The program, called MC2 STEM, has had significant impact so far. The four-year graduation rate for the Cleveland Metropolitan School District is 59.3 percent, while the rate for MC2 STEM students is 87.7 percent. The rates for students going to college are almost identical.

For Margot, the foundation needs to work both in the Cleveland area, where KeyCorp is headquartered, and in multiple states where it has its footprint.

“Where can you move the needle the most when you have a franchise that is positioned in multiple states? When we look at the backdrop of the myriad of issues in the country that we face, the intersection of philanthropy and diversity is essential. Where can philanthropy make its greatest impact in communities of distress?” she says.

Deep-Rooted Values

Margot’s dedication to improving the lives of children in underserved communities started with her parents, who believed strongly in community service. Her father, Reverend William Lloyd Garrison James, was a Baptist minister. Her mother, Thelma Taylor James, was an eighth-grade math teacher who also was a member of The Links, Incorporated, a nonprofit for “professional women of color.” Margot became a member as a young woman, as did her daughter. Margot eventually became president of the organization.
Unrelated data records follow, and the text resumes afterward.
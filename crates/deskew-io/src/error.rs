/// An error type for the io module.
#[derive(thiserror::Error, Debug)]
pub enum IoError {
    /// Error to decode the JPEG image.
    #[error("Error with Jpeg decoding. {0}")]
    JpegDecodingError(#[from] zune_jpeg::errors::DecodeErrors),

    /// Error to encode the JPEG image.
    #[error("Error with Jpeg encoding. {0}")]
    JpegEncodingError(#[from] jpeg_encoder::EncodingError),

    /// Error to create the image.
    #[error("Failed to create image. {0}")]
    ImageCreationError(#[from] deskew_image::ImageError),
}
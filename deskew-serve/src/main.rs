mod meta;
mod transform;

use axum::{
    routing::{get, post},
    Router,
};

#[tokio::main]
async fn main() -> Result<(), Box<dyn std::error::Error>> {
    env_logger::init();

    log::info!("🚀 Starting the server");
    log::info!("🔥 Listening on: http://0.0.0.0:3000");
    log::info!("🔧 Press Ctrl+C to stop the server");

    // build our application with its routes
    let app = Router::new()
        .route("/", get(|| async { "Welcome to Deskew!" }))
        .route("/api/v0/transform", post(transform::transform_image))
        .route("/api/v0/meta", get(meta::api_description));

    // run our app with hyper, listening globally on port 3000
    let listener = tokio::net::TcpListener::bind("0.0.0.0:3000").await?;
    axum::serve(listener, app).await?;

    Ok(())
}
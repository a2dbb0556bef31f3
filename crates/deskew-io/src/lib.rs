#![deny(missing_docs)]
#![doc = env!("CARGO_PKG_DESCRIPTION")]

/// Error types for the io module.
pub mod error;

/// JPEG image encoding and decoding for in-memory buffers.
pub mod jpeg;

pub use crate::error::IoError;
Margot’s early career in corporate America led her to being hired as Executive Director for Leadership Cleveland, a program to develop community leaders. She then became President and CEO of the Greater Cleveland Roundtable, a nonprofit to improve race relations in the region.

She started her career at KeyCorp in 2001, leading diversity and philanthropy and serving as an executive council member.

Her accomplishments are remarkable—she was named one of the “100 Most Powerful Women in Cleveland” by New Cleveland Woman magazine and one of the “100 Most Influential Blacks in Corporate America” by Savoy Magazine.

Her greatest accomplishment, she says, is her three children, Reverend Kimberley Copeland, Dr. Garrison Copeland and Michael Copeland.

“I have been honored to be placed in positions where I can serve. I have been very blessed in my life. That is what drives me. That’s why I get out of bed every day. That’s just who I am,” she says.